The idea for a council of governments grew from the mayors' recent push for countywide growth management. Municipal leaders banded together on a strategy that insists that the county plan development with the towns in mind. The commissioners included several of the mayors' recommendations in revisions to the county's growth control ordinance. Buoyed by that success, the towns are looking to form the council.

"It is important for all of us to participate," said Pecoraro. "People in this county want to see us sitting down and working together with the commissioners and not finger-pointing at each other."

The committee has researched "what a council of governments does and what models we might use," Pecoraro said. That research included a look at the Frederick County Council of Governments, which dates to 1969 as an advisory group to the county commissioners.

"The COG here has been very effective," said Steve Horn, Frederick County's director of planning. "They have a real voice in making recommendations to the commissioners much the way a local planning board does. This is a real opportunity for towns to have a voice in county government."

The Frederick council has helped establish revenue-sharing with the county's 12 incorporated towns and created a formula for distributing funds from the state's Program Open Space. Members also review and comment on county management plans and on the annual legislative package.

The Carroll council would not have decision-making authority or collect or disburse money, but it would "set up a better framework for discussion, a forum that brings stakeholders together," Pecoraro said.

Hampstead Councilman Haven Shoemaker Jr., president of Maryland Municipal League's Carroll chapter, said he would like the chapter to be a foundation for the council.

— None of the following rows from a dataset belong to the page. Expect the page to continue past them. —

mod command;
mod date;
pub mod mealplan;
pub mod recipe;

pub use command::*;
pub use date::*;

#[derive(Clone)]
pub struct State {
    pub read_db: sqlx::SqlitePool,
    pub write_db: sqlx::SqlitePool,
}

impl State {
    /// Same pool for reads and writes, used by the CLI and tests.
    pub fn single(pool: sqlx::SqlitePool) -> Self {
        Self {
            read_db: pool.clone(),
            write_db: pool,
        }
    }
}

/// Unix timestamp in seconds.
pub fn now() -> i64 {
    time::OffsetDateTime::now_utc().unix_timestamp()
}

/// Trim and collapse inner whitespace, keeping case.
pub fn clean_name(name: &str) -> String {
    name.split_whitespace().collect::<Vec<_>>().join(" ")
}

/// Comparison form of a name: cleaned and lowercased.
pub fn normalize_name(name: &str) -> String {
    clean_name(name).to_lowercase()
}

/// Case-insensitive substring test on cleaned names, Unicode aware.
pub fn name_contains(name: &str, search: &str) -> bool {
    normalize_name(name).contains(&normalize_name(search))
}

#[cfg(test)]
mod tests {
    use super::*;

    #[test]
    fn test_clean_name() {
        assert_eq!(clean_name("  Red   Onion "), "Red Onion");
    }

    #[test]
    fn test_normalize_name() {
        assert_eq!(normalize_name("  Red   Onion "), "red onion");
        assert_eq!(normalize_name("TOMATO"), "tomato");
        assert_eq!(normalize_name(""), "");
        assert_eq!(normalize_name("ŻUREK"), "żurek");
    }

    #[test]
    fn test_name_contains() {
        assert!(name_contains("Łosoś pieczony", "ŁOSOŚ"));
        assert!(name_contains("Cherry  Tomato", "y t"));
        assert!(!name_contains("Pancakes", "%"));
        assert!(!name_contains("Pancakes", "_"));
        assert!(name_contains("100% rye", "100%"));
    }
}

It could operate as an arm of the league with monthly sessions, Shoemaker said.

The chapter also is holding the first post-primary commissioner candidate forum tomorrow night, and the council of governments is likely to be among the topics, Herman said.

"This is all about promoting open government, and I think all the commissioner candidates are likely to respond positively to it," said Herman, who has invited Pecoraro to discuss the council proposal with the Sykesville council Monday. "Any time you can open the lines of communication, that is really good."